*Required work:* Only the lines below, from the one with "self.pad[i % self.pad.len()];" through the one with "a different key).", are to be written out, exactly.

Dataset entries
+++

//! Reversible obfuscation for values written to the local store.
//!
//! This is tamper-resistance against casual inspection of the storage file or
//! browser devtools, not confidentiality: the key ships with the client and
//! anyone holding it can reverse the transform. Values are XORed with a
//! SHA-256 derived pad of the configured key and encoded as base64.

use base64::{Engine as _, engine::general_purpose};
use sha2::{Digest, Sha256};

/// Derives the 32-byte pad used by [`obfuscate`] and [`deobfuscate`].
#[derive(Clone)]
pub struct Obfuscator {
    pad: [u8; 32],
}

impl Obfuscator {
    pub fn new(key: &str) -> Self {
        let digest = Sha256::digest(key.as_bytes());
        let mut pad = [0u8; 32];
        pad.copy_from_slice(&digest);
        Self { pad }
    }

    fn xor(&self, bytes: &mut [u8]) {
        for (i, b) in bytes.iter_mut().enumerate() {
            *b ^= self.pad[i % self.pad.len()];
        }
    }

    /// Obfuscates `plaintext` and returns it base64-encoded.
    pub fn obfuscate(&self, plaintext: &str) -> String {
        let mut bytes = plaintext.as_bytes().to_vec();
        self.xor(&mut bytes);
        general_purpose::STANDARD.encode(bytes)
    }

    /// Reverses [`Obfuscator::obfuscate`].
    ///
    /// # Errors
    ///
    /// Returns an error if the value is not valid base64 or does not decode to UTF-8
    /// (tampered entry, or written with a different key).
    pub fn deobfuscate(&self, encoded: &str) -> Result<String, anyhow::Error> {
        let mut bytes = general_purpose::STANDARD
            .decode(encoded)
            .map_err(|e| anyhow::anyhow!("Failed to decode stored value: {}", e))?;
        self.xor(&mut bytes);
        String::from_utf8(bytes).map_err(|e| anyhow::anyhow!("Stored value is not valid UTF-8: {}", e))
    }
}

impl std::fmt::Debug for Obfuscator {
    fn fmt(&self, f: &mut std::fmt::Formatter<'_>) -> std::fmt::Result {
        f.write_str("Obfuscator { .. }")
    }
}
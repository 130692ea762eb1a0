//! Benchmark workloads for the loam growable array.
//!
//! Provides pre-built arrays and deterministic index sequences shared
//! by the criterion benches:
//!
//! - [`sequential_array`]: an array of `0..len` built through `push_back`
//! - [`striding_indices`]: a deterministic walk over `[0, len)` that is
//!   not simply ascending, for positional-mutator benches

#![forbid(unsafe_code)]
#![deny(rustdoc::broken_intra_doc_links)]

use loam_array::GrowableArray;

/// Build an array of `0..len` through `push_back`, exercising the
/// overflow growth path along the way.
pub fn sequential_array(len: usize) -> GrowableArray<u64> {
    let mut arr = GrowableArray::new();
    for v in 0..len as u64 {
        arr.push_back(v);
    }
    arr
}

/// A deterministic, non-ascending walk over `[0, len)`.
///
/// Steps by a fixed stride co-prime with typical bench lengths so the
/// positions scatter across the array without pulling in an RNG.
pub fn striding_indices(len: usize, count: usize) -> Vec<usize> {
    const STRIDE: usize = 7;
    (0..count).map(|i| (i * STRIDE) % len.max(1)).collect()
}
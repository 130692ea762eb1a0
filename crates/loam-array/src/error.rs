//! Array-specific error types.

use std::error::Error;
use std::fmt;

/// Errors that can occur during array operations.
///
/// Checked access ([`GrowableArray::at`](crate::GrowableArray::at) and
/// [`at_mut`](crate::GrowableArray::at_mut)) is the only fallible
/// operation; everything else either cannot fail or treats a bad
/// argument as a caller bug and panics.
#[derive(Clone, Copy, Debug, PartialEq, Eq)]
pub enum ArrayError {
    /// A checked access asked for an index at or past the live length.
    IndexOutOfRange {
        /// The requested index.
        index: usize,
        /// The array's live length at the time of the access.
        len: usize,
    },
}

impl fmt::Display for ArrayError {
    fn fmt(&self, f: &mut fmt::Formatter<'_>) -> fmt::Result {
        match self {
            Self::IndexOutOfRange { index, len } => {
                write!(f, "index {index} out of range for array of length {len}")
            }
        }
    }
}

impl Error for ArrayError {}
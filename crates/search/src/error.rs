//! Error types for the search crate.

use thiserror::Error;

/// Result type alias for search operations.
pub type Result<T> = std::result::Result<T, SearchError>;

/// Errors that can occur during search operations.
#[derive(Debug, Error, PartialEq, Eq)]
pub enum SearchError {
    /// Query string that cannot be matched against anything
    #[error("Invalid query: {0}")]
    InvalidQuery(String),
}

+++

*Completed task:*
            *b ^= self.pad[i % self.pad.len()];
        }
    }

    /// Obfuscates `plaintext` and returns it base64-encoded.
    pub fn obfuscate(&self, plaintext: &str) -> String {
        let mut bytes = plaintext.as_bytes().to_vec();
        self.xor(&mut bytes);
        general_purpose::STANDARD.encode(bytes)
    }

    /// Reverses [`Obfuscator::obfuscate`].
    ///
    /// # Errors
    ///
    /// Returns an error if the value is not valid base64 or does not decode to UTF-8
    /// (tampered entry, or written with a different key).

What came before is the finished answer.